He sat on the edge of his chair like a sprinter in the blocks.  I abandoned conversation for the roar of the blow-dryer, but I could see him in the mirror, jaw muscles tight as guitar strings.
“It’th jutht goh-jeth out theah,” I said, lisping around my lipstick.  “I left the blinds open last night, and this morning the sun just about exploded me out of bed!”
After this bit of declarative puffery, I felt Frosty’s touch at three different places: a hand on either side of my waist, his mouth on my right earlobe.
“You wouldn’t believe what’s going on out there!” he whispered.  “Frosted Glass Woman has scattered a full left arm along the rocks.  Two kneecaps.  A chin and both ears!”
Frosty was now touching me in four places.  I wiggled my rump just to make sure it stayed that way.
“Unfortunately,” he continued, “I can’t afford to start anything right now.  But do save these items for later.” His fingers sledded my half-moons, sending laser-shots all through my posterior regions – that is, until I registered what he was saying.
“Frosty,” I said, er...  frostily.  “If you don’t want to hear the song, perhaps you shouldn’t drop your quarter in the slot.”  I turned to poke him in the ribs, but found him kneeling at my feet, desperate.

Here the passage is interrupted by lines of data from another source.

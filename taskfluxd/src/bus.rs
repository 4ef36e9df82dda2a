//! Append-only, filterable record of process, threat and system-action
//! events.
//!
//! [`LogBus::append`] is the single serialization point: the sequence number
//! is assigned and the entry stored under one lock, so entries from the
//! pipeline and from concurrent action tasks are totally ordered. Eviction
//! only ever removes from the front.

use crate::classifier::Tier;
use crate::config::BusConfig;
use crate::metrics::Metrics;
use crate::types::Pid;
use chrono::{DateTime, Duration as ChronoDuration, Utc};
use log::{debug, warn};
use serde::{Deserialize, Serialize};
use std::collections::VecDeque;
use std::fmt;
use std::fs::OpenOptions;
use std::io::Write;
use std::path::{Path, PathBuf};
use std::str::FromStr;
use std::sync::{Arc, Mutex, PoisonError};

#[derive(Debug, Clone, Copy, PartialEq, Eq, Hash, Serialize, Deserialize)]
#[serde(rename_all = "snake_case")]
pub enum LogCategory {
    Process,
    Threat,
    SystemAction,
}

impl LogCategory {
    pub fn label(self) -> &'static str {
        match self {
            LogCategory::Process => "process",
            LogCategory::Threat => "threat",
            LogCategory::SystemAction => "system_action",
        }
    }
}

impl fmt::Display for LogCategory {
    fn fmt(&self, f: &mut fmt::Formatter<'_>) -> fmt::Result {
        f.write_str(self.label())
    }
}

impl FromStr for LogCategory {
    type Err = String;

    fn from_str(s: &str) -> Result<Self, Self::Err> {
        match s.trim().to_ascii_lowercase().replace('-', "_").as_str() {
            "process" => Ok(LogCategory::Process),
            "threat" => Ok(LogCategory::Threat),
            "system_action" | "system" | "action" => Ok(LogCategory::SystemAction),
            other => Err(format!("unknown log category '{other}'")),
        }
    }
}

#[derive(Debug, Clone, Copy, Default, PartialEq, Eq, Serialize, Deserialize)]
#[serde(rename_all = "lowercase")]
pub enum LogLevel {
    #[default]
    Info,
    Warn,
    Error,
}

#[derive(Debug, Clone, Default, PartialEq, Serialize, Deserialize)]
pub struct LogPayload {
    #[serde(skip_serializing_if = "Option::is_none")]
    pub pid: Option<Pid>,
    #[serde(skip_serializing_if = "Option::is_none")]
    pub action_result: Option<String>,
    #[serde(skip_serializing_if = "Option::is_none")]
    pub tier: Option<Tier>,
}

impl LogPayload {
    fn is_empty(&self) -> bool {
        *self == LogPayload::default()
    }
}

#[derive(Debug, Clone, PartialEq, Serialize, Deserialize)]
pub struct LogEntry {
    pub seq: u64,
    pub timestamp: DateTime<Utc>,
    pub category: LogCategory,
    pub level: LogLevel,
    pub message: String,
    #[serde(skip_serializing_if = "Option::is_none")]
    pub payload: Option<LogPayload>,
}

/// An entry before the bus has stamped it.
#[derive(Debug, Clone)]
pub struct LogRecord {
    category: LogCategory,
    level: LogLevel,
    message: String,
    payload: LogPayload,
    timestamp: Option<DateTime<Utc>>,
}

impl LogRecord {
    pub fn new(category: LogCategory, message: impl Into<String>) -> Self {
        Self {
            category,
            level: LogLevel::Info,
            message: message.into(),
            payload: LogPayload::default(),
            timestamp: None,
        }
    }

    pub fn process(message: impl Into<String>) -> Self {
        Self::new(LogCategory::Process, message)
    }

    pub fn threat(message: impl Into<String>) -> Self {
        Self::new(LogCategory::Threat, message)
    }

    pub fn action(message: impl Into<String>) -> Self {
        Self::new(LogCategory::SystemAction, message)
    }

    pub fn level(mut self, level: LogLevel) -> Self {
        self.level = level;
        self
    }

    pub fn pid(mut self, pid: Pid) -> Self {
        self.payload.pid = Some(pid);
        self
    }

    pub fn action_result(mut self, result: impl Into<String>) -> Self {
        self.payload.action_result = Some(result.into());
        self
    }

    pub fn tier(mut self, tier: Tier) -> Self {
        self.payload.tier = Some(tier);
        self
    }

    /// Stamp with an explicit time instead of the append time.
    pub fn at(mut self, timestamp: DateTime<Utc>) -> Self {
        self.timestamp = Some(timestamp);
        self
    }
}

#[derive(Debug, Clone, Default, PartialEq, Serialize, Deserialize)]
#[serde(default)]
pub struct LogFilter {
    pub category: Option<LogCategory>,
    pub since: Option<DateTime<Utc>>,
    pub until: Option<DateTime<Utc>>,
    /// Case-insensitive substring of the message.
    pub text: Option<String>,
    /// Only entries with a sequence number strictly greater than this.
    pub after: Option<u64>,
    pub limit: Option<usize>,
}

impl LogFilter {
    pub fn tail(after: u64) -> Self {
        Self {
            after: Some(after),
            ..Self::default()
        }
    }

    fn matches(&self, entry: &LogEntry, needle: Option<&str>) -> bool {
        if self.category.is_some_and(|c| c != entry.category) {
            return false;
        }
        if self.since.is_some_and(|since| entry.timestamp < since) {
            return false;
        }
        if self.until.is_some_and(|until| entry.timestamp > until) {
            return false;
        }
        needle.is_none_or(|n| entry.message.to_lowercase().contains(n))
    }
}

/// Lazy view over a query's candidate entries, in sequence order.
pub struct LogQuery {
    entries: std::vec::IntoIter<Arc<LogEntry>>,
    filter: LogFilter,
    needle: Option<String>,
    remaining: usize,
}

impl Iterator for LogQuery {
    type Item = Arc<LogEntry>;

    fn next(&mut self) -> Option<Self::Item> {
        if self.remaining == 0 {
            return None;
        }
        for entry in self.entries.by_ref() {
            if self.filter.matches(&entry, self.needle.as_deref()) {
                self.remaining -= 1;
                return Some(entry);
            }
        }
        None
    }
}

impl LogQuery {
    /// The last `n` matches, oldest first. Ignores the filter's limit.
    pub fn newest(mut self, n: usize) -> Vec<Arc<LogEntry>> {
        self.remaining = usize::MAX;
        let mut kept = VecDeque::with_capacity(n.min(1024));
        for entry in self {
            if n == 0 {
                break;
            }
            if kept.len() == n {
                kept.pop_front();
            }
            kept.push_back(entry);
        }
        kept.into()
    }
}

#[derive(Debug, Default)]
struct Inner {
    next_seq: u64,
    entries: VecDeque<Arc<LogEntry>>,
    journal_error: Option<String>,
}

#[derive(Debug)]
pub struct LogBus {
    inner: Mutex<Inner>,
    max_entries: usize,
    max_age: Option<ChronoDuration>,
    journal: Option<PathBuf>,
    metrics: Option<Arc<Metrics>>,
}
use crate::error::ConfigError;
use crate::scoring::{MAX_SCORE, MIN_SCORE, ScoreRecord};
use crate::types::Pid;
use chrono::{DateTime, Utc};
use log::debug;
use serde::{Deserialize, Serialize};
use std::collections::{HashMap, HashSet};
use std::fmt;
use std::str::FromStr;

#[derive(
    Debug, Clone, Copy, Default, PartialEq, Eq, Hash, PartialOrd, Ord, Serialize, Deserialize,
)]
#[serde(rename_all = "lowercase")]
pub enum Tier {
    #[default]
    Healthy,
    Low,
    Medium,
    High,
    Dangerous,
}

impl Tier {
    pub const ALL: [Tier; 5] = [
        Tier::Healthy,
        Tier::Low,
        Tier::Medium,
        Tier::High,
        Tier::Dangerous,
    ];

    pub fn label(self) -> &'static str {
        match self {
            Tier::Healthy => "healthy",
            Tier::Low => "low",
            Tier::Medium => "medium",
            Tier::High => "high",
            Tier::Dangerous => "dangerous",
        }
    }

    pub fn is_elevated(self) -> bool {
        self > Tier::Healthy
    }
}

impl fmt::Display for Tier {
    fn fmt(&self, f: &mut fmt::Formatter<'_>) -> fmt::Result {
        f.write_str(self.label())
    }
}

impl FromStr for Tier {
    type Err = String;

    fn from_str(s: &str) -> Result<Self, Self::Err> {
        Tier::ALL
            .into_iter()
            .find(|t| t.label().eq_ignore_ascii_case(s.trim()))
            .ok_or_else(|| format!("unknown tier '{s}'"))
    }
}

/// Lower bounds of each elevated tier. Must be strictly increasing inside
/// the score range.
#[derive(Debug, Clone, Copy, PartialEq, Serialize, Deserialize)]
#[serde(default)]
pub struct TierThresholds {
    pub low: f64,
    pub medium: f64,
    pub high: f64,
    pub dangerous: f64,
}

impl Default for TierThresholds {
    fn default() -> Self {
        Self {
            low: 10.0,
            medium: 30.0,
            high: 60.0,
            dangerous: 85.0,
        }
    }
}

impl TierThresholds {
    pub fn validate(&self) -> Result<(), ConfigError> {
        let bounds = [self.low, self.medium, self.high, self.dangerous];
        if bounds.iter().any(|b| !b.is_finite()) {
            return Err(ConfigError::Invalid("tier thresholds must be finite".into()));
        }
        if self.low <= MIN_SCORE || self.dangerous > MAX_SCORE {
            return Err(ConfigError::Invalid(format!(
                "tier thresholds must lie in ({MIN_SCORE}, {MAX_SCORE}]"
            )));
        }
        if !bounds.windows(2).all(|w| w[0] < w[1]) {
            return Err(ConfigError::Invalid(
                "tier thresholds must be strictly increasing".into(),
            ));
        }
        Ok(())
    }

    pub fn classify(&self, score: f64) -> Tier {
        if score >= self.dangerous {
            Tier::Dangerous
        } else if score >= self.high {
            Tier::High
        } else if score >= self.medium {
            Tier::Medium
        } else if score >= self.low {
            Tier::Low
        } else {
            Tier::Healthy
        }
    }
}

#[derive(Debug, Clone, PartialEq, Serialize, Deserialize)]
pub struct ThreatEvent {
    /// `None` for system-level events.
    pub pid: Option<Pid>,
    pub name: String,
    pub previous: Tier,
    pub tier: Tier,
    pub record: Option<ScoreRecord>,
    pub reason: String,
    pub timestamp: DateTime<Utc>,
}

/// Debounces tier changes per PID.
///
/// The map holds only PIDs present in the latest cycle, so it never grows
/// past the live process count.
#[derive(Debug)]
pub struct ThreatClassifier {
    thresholds: TierThresholds,
    last_emitted: HashMap<Pid, Tier>,
}

impl ThreatClassifier {
    pub fn new(thresholds: TierThresholds) -> Self {
        Self {
            thresholds,
            last_emitted: HashMap::new(),
        }
    }

    pub fn tier_of(&self, pid: Pid) -> Tier {
        self.last_emitted.get(&pid).copied().unwrap_or_default()
    }

    /// Classify one cycle's records, returning events for PIDs whose tier
    /// changed since the last event emitted for them.
    /// Reset a PID whose process exited or was replaced, so the next
    /// process to hold it starts from `Healthy`.
    pub fn forget(&mut self, pid: Pid) {
        self.last_emitted.remove(&pid);
    }

    pub fn observe(&mut self, records: &[ScoreRecord], now: DateTime<Utc>) -> Vec<ThreatEvent> {
        let live: HashSet<Pid> = records.iter().map(|r| r.pid).collect();
        self.last_emitted.retain(|pid, _| live.contains(pid));

        let mut events = Vec::new();
        for record in records {
            let tier = self.thresholds.classify(record.score);
            let previous = self.last_emitted.entry(record.pid).or_default();
            if *previous == tier {
                continue;
            }
            let from = *previous;
            *previous = tier;
            debug!(
                "[classifier] pid {} {} -> {} (score {:.1})",
                record.pid, from, tier, record.score
            );
            events.push(ThreatEvent {
                pid: Some(record.pid),
                name: record.name.clone(),
                previous: from,
                tier,
                record: Some(record.clone()),
                reason: describe(record, from, tier),
                timestamp: now,
            });
        }
        events
    }
}

fn describe(record: &ScoreRecord, from: Tier, to: Tier) -> String {
    let reasons = if record.reasons.is_empty() {
        "no active heuristics".to_string()
    } else {
        record
            .reasons
            .iter()
            .map(|r| r.heuristic.id())
            .collect::<Vec<_>>()
            .join(", ")
    };
    format!(
        "{} (PID {}) {} -> {} at score {:.0}: {}",
        record.name, record.pid, from, to, record.score, reasons
    )
}

#[cfg(test)]
mod tests {
    use super::*;
    use chrono::TimeZone;

    fn record(pid: Pid, score: f64) -> ScoreRecord {
        ScoreRecord {
            pid,
            name: format!("proc-{pid}"),
            score,
            reasons: Vec::new(),
            computed_at: Utc.timestamp_opt(0, 0).unwrap(),
        }
    }

    fn threshold_sets() -> Vec<TierThresholds> {
        vec![
            TierThresholds::default(),
            TierThresholds {
                low: 5.0,
                medium: 20.0,
                high: 40.0,
                dangerous: 70.0,
            },
            TierThresholds {
                low: 25.0,
                medium: 50.0,
                high: 75.0,
                dangerous: 95.0,
            },
        ]
    }

    #[test]
    fn classify_is_monotonic() {
        for thresholds in threshold_sets() {
            thresholds.validate().unwrap();
            let mut last = Tier::Healthy;
            for step in 0..=1000 {
                let tier = thresholds.classify(step as f64 / 10.0);
                assert!(tier >= last);
                last = tier;
            }
            assert_eq!(thresholds.classify(0.0), Tier::Healthy);
            assert_eq!(thresholds.classify(thresholds.low), Tier::Low);
            assert_eq!(thresholds.classify(thresholds.medium), Tier::Medium);
            assert_eq!(thresholds.classify(thresholds.high), Tier::High);
            assert_eq!(thresholds.classify(thresholds.dangerous), Tier::Dangerous);
            assert_eq!(thresholds.classify(100.0), Tier::Dangerous);
        }
    }

    #[test]
    fn repeated_score_emits_once() {
        for thresholds in threshold_sets() {
            let mut classifier = ThreatClassifier::new(thresholds);
            let score = thresholds.high;
            let first = classifier.observe(&[record(9, score)], Utc::now());
            let second = classifier.observe(&[record(9, score)], Utc::now());
            assert_eq!(first.len() + second.len(), 1);
            assert_eq!(first[0].previous, Tier::Healthy);
            assert_eq!(first[0].tier, Tier::High);
        }
    }

    #[test]
    fn healthy_first_sight_is_silent() {
        let mut classifier = ThreatClassifier::new(TierThresholds::default());
        assert!(classifier.observe(&[record(3, 0.0)], Utc::now()).is_empty());
        assert_eq!(classifier.tier_of(3), Tier::Healthy);
    }

    #[test]
    fn consecutive_events_never_share_a_tier() {
        for thresholds in threshold_sets() {
            let mut classifier = ThreatClassifier::new(thresholds);
            let scores = [0.0, 90.0, 99.0, 50.0, 50.0, 5.0, 0.0, 100.0, 100.0];
            let mut tiers = Vec::new();
            for score in scores {
                for event in classifier.observe(&[record(1, score)], Utc::now()) {
                    tiers.push(event.tier);
                }
            }
            assert!(!tiers.is_empty());
            assert!(tiers.windows(2).all(|w| w[0] != w[1]), "{tiers:?}");
        }
    }

    #[test]
    fn exited_pid_is_forgotten() {
        let mut classifier = ThreatClassifier::new(TierThresholds::default());
        classifier.observe(&[record(4, 90.0)], Utc::now());
        classifier.observe(&[], Utc::now());
        assert_eq!(classifier.tier_of(4), Tier::Healthy);
        let again = classifier.observe(&[record(4, 90.0)], Utc::now());
        assert_eq!(again.len(), 1);
        assert_eq!(again[0].previous, Tier::Healthy);
    }

    #[test]
    fn replaced_pid_starts_healthy() {
        let mut classifier = ThreatClassifier::new(TierThresholds::default());
        classifier.observe(&[record(4, 90.0)], Utc::now());
        classifier.forget(4);
        let again = classifier.observe(&[record(4, 90.0)], Utc::now());
        assert_eq!(again.len(), 1);
        assert_eq!(again[0].previous, Tier::Healthy);
    }

    #[test]
    fn invalid_thresholds_are_rejected() {
        let overlapping = TierThresholds {
            low: 10.0,
            medium: 10.0,
            ..TierThresholds::default()
        };
        assert!(overlapping.validate().is_err());
        let out_of_range = TierThresholds {
            dangerous: 150.0,
            ..TierThresholds::default()
        };
        assert!(out_of_range.validate().is_err());
    }

    #[test]
    fn tier_parses_labels() {
        assert_eq!("HIGH".parse::<Tier>().unwrap(), Tier::High);
        assert!("severe".parse::<Tier>().is_err());
        assert!(Tier::Dangerous > Tier::High);
    }
}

“Please oh please forgive me, Sandy, but there is enough glass out there to supply a Coca-Cola bottling plant and I GOT-ta HAV-va FIX, man!”
He began writhing on the floor, slapping his arm, looking for a vein.  How could I not reward such bad acting?  I lifted a foot onto his chest.
“I forgive the lowly addict.  However, having juiced my oranges so early in the morning, young man, if you expect me to spend the day bending and harvesting like a migrant worker, this evening I expect you to apply that little kielbasa of yours to divine purposes.  Got it?”
I didn’t bother waiting for an answer, but charged into the bedroom in search of my jeans.  Frosty’s voice rose from the bathroom floor in a Calypso reverb.
“Lohr!  What a woo-man!”
Minutes later, Frosty was nudging me to the point of a great rockpile, somewhere near our previous treasure trove.  The diggings were so plentiful, in fact, that Frosty had assigned this date its own place on the sacred calendar of Frosted Glass Woman: The Day of Royal Crescents.
In any case, there he was prodding me forward as I dug in my heels like an underfed mule.  So sue me – I had become nervous around breakers.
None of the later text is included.